So now that I finally paid for every part of my build and have the final prices. I plugged them and all custom parts and acessories into my PCPartPicker build here:
https://pcpartpicker.com/user/CubanLegend/saved/NQ9K8d
If you're posting your build, you must want a critique >:-)
I'll post for the benefit of anyone else trying to get parts like that at the moment:
Monoprice sells the i7 7700k directly on eBay for $309.99 if you want to save $40 there.
NewEgg has the 1080 Mini for $609, if you're military or vet you can get a free year of NewEgg Premier for free shipping/returns.

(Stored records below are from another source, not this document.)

//! Tempo and beat tracking from spectral-flux novelty
//!
//! Every novelty frame adds one spectral-flux value to a fixed-length
//! history. A frame is one hop, or several consecutive hops when the hop is
//! shorter than [`MIN_FRAME_SECONDS`], so the history and lag range stay
//! bounded for any hop size. At a
//! regular interval the beat period is re-estimated from the
//! autocorrelation of that history, weighted towards common tempi, and the
//! beat phase is re-aligned with a comb over the last few periods. Beats
//! and tatums are then scheduled on the stream sample clock and emitted as
//! the stream reaches them.

use super::history::History;
use super::Analyzer;
use crate::audio::framing::HopFramer;
use crate::audio::AudioBuffer;
use crate::events::{BeatEvent, TatumEvent};
use crate::spectrum::{FftEngine, WindowType};

/// Accepted tatum signature range
pub const TATUM_SIGNATURE_RANGE: (u32, u32) = (1, 64);

/// Shortest novelty frame; smaller hops are grouped up to this length
pub const MIN_FRAME_SECONDS: f64 = 0.005;

/// Number of past periods summed when aligning the beat phase
const PHASE_COMB_PERIODS: usize = 4;

/// Beat tracker tuning
#[derive(Debug, Clone, PartialEq)]
pub struct BeatConfig {
    /// Length of the novelty history, in seconds
    pub history_seconds: f64,

    /// Interval between tempo re-estimates, in seconds
    pub reestimate_seconds: f64,

    pub min_bpm: f64,
    pub max_bpm: f64,

    /// Centre of the tempo prior
    pub prior_bpm: f64,

    /// Tatums per beat
    pub tatum_signature: u32,
}

impl Default for BeatConfig {
    fn default() -> Self {
        Self {
            history_seconds: 6.0,
            reestimate_seconds: 0.5,
            min_bpm: 60.0,
            max_bpm: 240.0,
            prior_bpm: 120.0,
            tatum_signature: 4,
        }
    }
}

/// Per-buffer beat result
#[derive(Debug, Clone, Copy, PartialEq, Default)]
pub struct BeatReport {
    /// 0 until a tempo has been established
    pub bpm: f32,
    pub tatum_signature: u32,
    pub beat: Option<BeatEvent>,
    pub tatum: Option<TatumEvent>,
}

/// Clamp a tatum signature into [1, 64]
pub fn clamp_signature(signature: u32) -> u32 {
    signature.clamp(TATUM_SIGNATURE_RANGE.0, TATUM_SIGNATURE_RANGE.1)
}

/// Log-Gaussian tempo weighting, one octave wide
fn tempo_weight(bpm: f64, prior_bpm: f64) -> f64 {
    let octaves = (bpm / prior_bpm).log2();
    (-0.5 * octaves * octaves).exp()
}

/// Smallest `anchor + k * period` (integer k) not before `from`
fn grid_from(anchor: f64, period: f64, from: f64) -> f64 {
    anchor + ((from - anchor) / period).ceil() * period
}

/// Spectral-flux beat tracker with tatum subdivision
pub struct BeatTracker {
    config: BeatConfig,
    sample_rate: f64,
    /// Hops per novelty frame
    frame_hops: usize,
    /// Samples per novelty frame
    frame_size: usize,
    hops_in_frame: usize,

    framer: HopFramer,
    engine: FftEngine,
    mono: Vec<f64>,
    magnitudes: Vec<f64>,
    previous: Vec<f64>,

    novelty: History,
    series: Vec<f64>,
    acf: Vec<f64>,
    min_lag: usize,
    max_lag: usize,
    estimate_every: u64,
    frames_since_estimate: u64,
    latest_frame_start: u64,

    /// Stream position of the next buffer's first frame
    position: u64,

    period_frames: Option<f64>,
    next_beat: Option<f64>,
    last_beat: Option<f64>,
    next_tatum: Option<f64>,
    last_tatum: Option<f64>,
    signature: u32,
    pending_signature: u32,

    report: BeatReport,
}

impl BeatTracker {
    pub fn new(config: BeatConfig, sample_rate: u32, buffer_size: usize, hop_size: usize) -> Self {
        let sr = sample_rate as f64;
        let frame_hops = ((MIN_FRAME_SECONDS * sr / hop_size as f64).ceil() as usize).max(1);
        let frame_size = hop_size * frame_hops;
        let frames_per_second = sr / frame_size as f64;

        let min_lag = ((60.0 * frames_per_second / config.max_bpm).floor() as usize).max(2);
        let max_lag = ((60.0 * frames_per_second / config.min_bpm).ceil() as usize).max(min_lag + 1);
        let capacity = ((config.history_seconds * frames_per_second) as usize).max(2 * max_lag + 2);
        let estimate_every = ((config.reestimate_seconds * frames_per_second).round() as u64).max(1);

        let engine = FftEngine::new(buffer_size, WindowType::Hann);
        let num_bins = engine.num_bins();
        let signature = clamp_signature(config.tatum_signature);

        Self {
            sample_rate: sr,
            frame_hops,
            frame_size,
            hops_in_frame: 0,
            framer: HopFramer::new(buffer_size, hop_size),
            engine,
            mono: vec![0.0; buffer_size],
            magnitudes: vec![0.0; num_bins],
            previous: vec![0.0; num_bins],
            novelty: History::new(capacity),
            series: vec![0.0; capacity],
            acf: vec![0.0; max_lag + 2],
            min_lag,
            max_lag,
            estimate_every,
            frames_since_estimate: 0,
            latest_frame_start: 0,
            position: 0,
            period_frames: None,
            next_beat: None,
            last_beat: None,
            next_tatum: None,
            last_tatum: None,
            signature,
            pending_signature: signature,
            report: BeatReport {
                tatum_signature: signature,
                ..BeatReport::default()
            },
            config,
        }
    }

    /// Request a new tatum signature (clamped to [1, 64])
    ///
    /// Applied at the start of the next `ingest`; tatums already emitted
    /// are unaffected.
    pub fn set_tatum_signature(&mut self, signature: u32) {
        self.pending_signature = clamp_signature(signature);
    }

    /// Signature currently used for scheduling
    pub fn tatum_signature(&self) -> u32 {
        self.signature
    }

    /// Current tempo, 0 until established
    pub fn bpm(&self) -> f32 {
        self.period_frames.map_or(0.0, |p| self.period_to_bpm(p) as f32)
    }

    pub fn last_beat(&self) -> Option<BeatEvent> {
        self.last_beat.map(|b| BeatEvent {
            timestamp_seconds: b / self.sample_rate,
        })
    }

    pub fn report(&self) -> &BeatReport {
        &self.report
    }

    pub fn config(&self) -> &BeatConfig {
        &self.config
    }

    fn period_to_bpm(&self, period_frames: f64) -> f64 {
        60.0 * self.sample_rate / (self.frame_size as f64 * period_frames)
    }

    fn beat_period_samples(&self) -> Option<f64> {
        self.period_frames.map(|p| p * self.frame_size as f64)
    }

    fn tatum_period_samples(&self) -> Option<f64> {
        self.beat_period_samples().map(|p| p / self.signature as f64)
    }

    /// Schedule the next tatum on the grid through `anchor`, at or after `from`
    fn schedule_tatum(&mut self, anchor: f64, from: f64) {
        if let Some(period) = self.tatum_period_samples() {
            let earliest = self.last_tatum.map_or(from, |t| from.max(t + 0.5 * period));
            self.next_tatum = Some(grid_from(anchor, period, earliest));
        }
    }

    fn on_hop(&mut self, hop_start: u64, buffer_start: f64) {
        self.hops_in_frame += 1;
        if self.hops_in_frame < self.frame_hops {
            return;
        }
        self.hops_in_frame = 0;

        if self
            .engine
            .magnitude_into(self.framer.window(), &mut self.magnitudes)
            .is_err()
        {
            return;
        }

        let flux: f64 = self
            .magnitudes
            .iter()
            .zip(&self.previous)
            .map(|(m, p)| (m - p).max(0.0))
            .sum();
        self.previous.copy_from_slice(&self.magnitudes);
        self.novelty.push(if flux.is_finite() { flux } else { 0.0 });
        self.latest_frame_start = hop_start;

        self.frames_since_estimate += 1;
        if self.frames_since_estimate >= self.estimate_every {
            self.frames_since_estimate = 0;
            self.estimate(buffer_start);
        }
    }

    /// Re-estimate tempo and phase, then reschedule beats and tatums
    fn estimate(&mut self, buffer_start: f64) {
        let Some(period) = self.tempo_period() else {
            return;
        };
        let changed = self
            .period_frames
            .map_or(true, |old| (old - period).abs() > 0.5);
        self.period_frames = Some(period);
        if changed {
            // Diagnostic only; keep trace output off in real-time builds
            log::trace!("tempo estimate {:.1} bpm", self.period_to_bpm(period));
        }

        let period_samples = period * self.frame_size as f64;
        let phase = self.beat_phase(period);
        let anchor = self.latest_frame_start as f64 - (phase * self.frame_size) as f64;

        let earliest = self
            .last_beat
            .map_or(buffer_start, |b| buffer_start.max(b + 0.5 * period_samples));
        let next_beat = grid_from(anchor, period_samples, earliest);
        self.next_beat = Some(next_beat);
        self.schedule_tatum(next_beat, buffer_start);
    }

    /// Beat period in novelty frames from the prior-weighted autocorrelation
    fn tempo_period(&mut self) -> Option<f64> {
        let n = self.novelty.copy_chronological(&mut self.series);
        if n < 2 * self.max_lag + 2 {
            return None;
        }

        let series = &mut self.series[..n];
        let mean = series.iter().sum::<f64>() / n as f64;
        series.iter_mut().for_each(|v| *v -= mean);

        let frames_per_minute = 60.0 * self.sample_rate / self.frame_size as f64;
        let prior = self.config.prior_bpm;
        for lag in self.min_lag - 1..=self.max_lag + 1 {
            let sum: f64 = series[..n - lag]
                .iter()
                .zip(&series[lag..])
                .map(|(a, b)| a * b)
                .sum();
            self.acf[lag] = sum / (n - lag) as f64 * tempo_weight(frames_per_minute / lag as f64, prior);
        }

        let mut best = self.min_lag;
        for lag in self.min_lag..=self.max_lag {
            if self.acf[lag] > self.acf[best] {
                best = lag;
            }
        }
        if self.acf[best] <= 1e-12 {
            return None;
        }

        let (a, b, c) = (self.acf[best - 1], self.acf[best], self.acf[best + 1]);
        let denom = a - 2.0 * b + c;
        let shift = if denom.abs() > 1e-12 {
            (0.5 * (a - c) / denom).clamp(-0.5, 0.5)
        } else {
            0.0
        };
        Some(best as f64 + shift)
    }

    /// Age (in frames) of the most recent beat, by comb alignment
    fn beat_phase(&self, period: f64) -> usize {
        let span = (period.round() as usize).max(1);
        let mut best = (0, f64::NEG_INFINITY);
        for phase in 0..span {
            let score: f64 = (0..PHASE_COMB_PERIODS)
                .filter_map(|k| self.novelty.recent(phase + (k as f64 * period).round() as usize))
                .sum();
            if score > best.1 {
                best = (phase, score);
            }
        }
        best.0
    }

    fn take_beat(&mut self, end: f64) -> Option<BeatEvent> {
        let beat = self.next_beat.filter(|&b| b < end)?;
        let period = self.beat_period_samples()?;

        let mut next = beat + period;
        while next < end {
            next += period;
        }
        self.next_beat = Some(next);
        self.last_beat = Some(beat);
        Some(BeatEvent {
            timestamp_seconds: beat / self.sample_rate,
        })
    }

    fn take_tatum(&mut self, end: f64) -> Option<TatumEvent> {
        let tatum = self.next_tatum.filter(|&t| t < end)?;
        let period = self.tatum_period_samples()?;

        let mut next = tatum + period;
        while next < end {
            next += period;
        }
        self.next_tatum = Some(next);
        self.last_tatum = Some(tatum);
        Some(TatumEvent {
            sample_index: tatum.round() as i64,
        })
    }
}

Not that it matters much in the grand scheme of your $2500+ build, but you don't need to buy the separate tube of NT-H1; the Noctua cooler includes a tube and it has enough for like 10 applications.

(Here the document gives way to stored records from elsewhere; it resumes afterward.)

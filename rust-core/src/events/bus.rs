//! Synchronous publish/subscribe registry
//!
//! Listeners run on the publishing thread (the audio thread, in the
//! pipeline) before `publish` returns, in the order they subscribed.
//! Subscribing allocates; publishing does not.

use super::{BusEvent, Event, EventKind};

type Listener = Box<dyn FnMut(&Event) + Send>;

/// Handle returned by `subscribe`, used to unsubscribe
#[derive(Debug, Clone, Copy, PartialEq, Eq, Hash)]
pub struct ListenerId(u64);

struct Entry {
    id: ListenerId,
    kinds: u8,
    listener: Listener,
}

/// Per-kind listener registry with same-thread dispatch
#[derive(Default)]
pub struct EventBus {
    entries: Vec<Entry>,
    next_id: u64,
}

impl EventBus {
    pub fn new() -> Self {
        Self::default()
    }

    /// Subscribe to one concrete event type
    pub fn subscribe<E, F>(&mut self, mut listener: F) -> ListenerId
    where
        E: BusEvent,
        F: FnMut(E) + Send + 'static,
    {
        self.subscribe_kinds(&[E::KIND], move |event| {
            if let Some(inner) = E::from_event(event) {
                listener(inner);
            }
        })
    }

    /// Subscribe one listener to several event kinds
    pub fn subscribe_kinds<F>(&mut self, kinds: &[EventKind], listener: F) -> ListenerId
    where
        F: FnMut(&Event) + Send + 'static,
    {
        let id = ListenerId(self.next_id);
        self.next_id += 1;
        self.entries.push(Entry {
            id,
            kinds: kinds.iter().fold(0, |mask, kind| mask | kind.bit()),
            listener: Box::new(listener),
        });
        id
    }

    /// Remove a listener; returns false if it was not registered
    pub fn unsubscribe(&mut self, id: ListenerId) -> bool {
        let before = self.entries.len();
        self.entries.retain(|entry| entry.id != id);
        self.entries.len() != before
    }

    /// Invoke every listener registered for the event's kind, in subscription order
    pub fn publish(&mut self, event: impl Into<Event>) {
        let event = event.into();
        let bit = event.kind().bit();
        for entry in self.entries.iter_mut() {
            if entry.kinds & bit != 0 {
                (entry.listener)(&event);
            }
        }
    }

    /// Number of listeners that would receive an event of `kind`
    pub fn listener_count(&self, kind: EventKind) -> usize {
        self.entries
            .iter()
            .filter(|entry| entry.kinds & kind.bit() != 0)
            .count()
    }

    /// Remove all listeners
    pub fn clear(&mut self) {
        self.entries.clear();
    }
}

impl std::fmt::Debug for EventBus {
    fn fmt(&self, f: &mut std::fmt::Formatter<'_>) -> std::fmt::Result {
        f.debug_struct("EventBus")
            .field("listeners", &self.entries.len())
            .finish()
    }
}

Also kind of weird to get an SSD, and HDD, and then a Hybrid drive, I assume you had some lying around since they're mismatched. The setup I built for a friend was to do an M.2 SSD like that, then get two HDD and put them in a Raid 1. Finally you schedule full-disk backups of the SSD to be archived on the Raid 1. What this means is each night your SSD backs up to the two hard drives, which are both mirrors of each other, so if one drive fails the other still has your backups (and of course you can put any other large files like games you're not playing, etc.)
Mebe.
Even if it dramatically improved and was a better performer than the NHl9i, it is still really loud. I'm not sure if taller and heavier is going to make it quieter.
It is SUPER sexy looking though!
Yeah I'm kind of straight pissed at the guys who made that. Sandia Labs is a taxpayer-funded federal lab that developed the technology, and they have to license it to anyone in the public/private sector who asks nicely, so this company Coolchip nabs it, shops it around for something like 4 years, first to Coolermaster, then finally to Thermaltake, and the final product is a bastardized version. The original cooler was supposed to use an air gap bearing; like a needle over a hard drive platter, the spinning would create a pocket of air. What I think they ultimately did was just make a normal heatsink with a fan made out of aluminum and a very thin gap between the fan and the base plate, but it is supported by the bearings like a normal setup. The fan conducts more heat than plastic fins, but the total package is neither quieter nor cooler than any competing product, unlike their initial claims. Insult to injury, it's $50 bucks for that snake oil.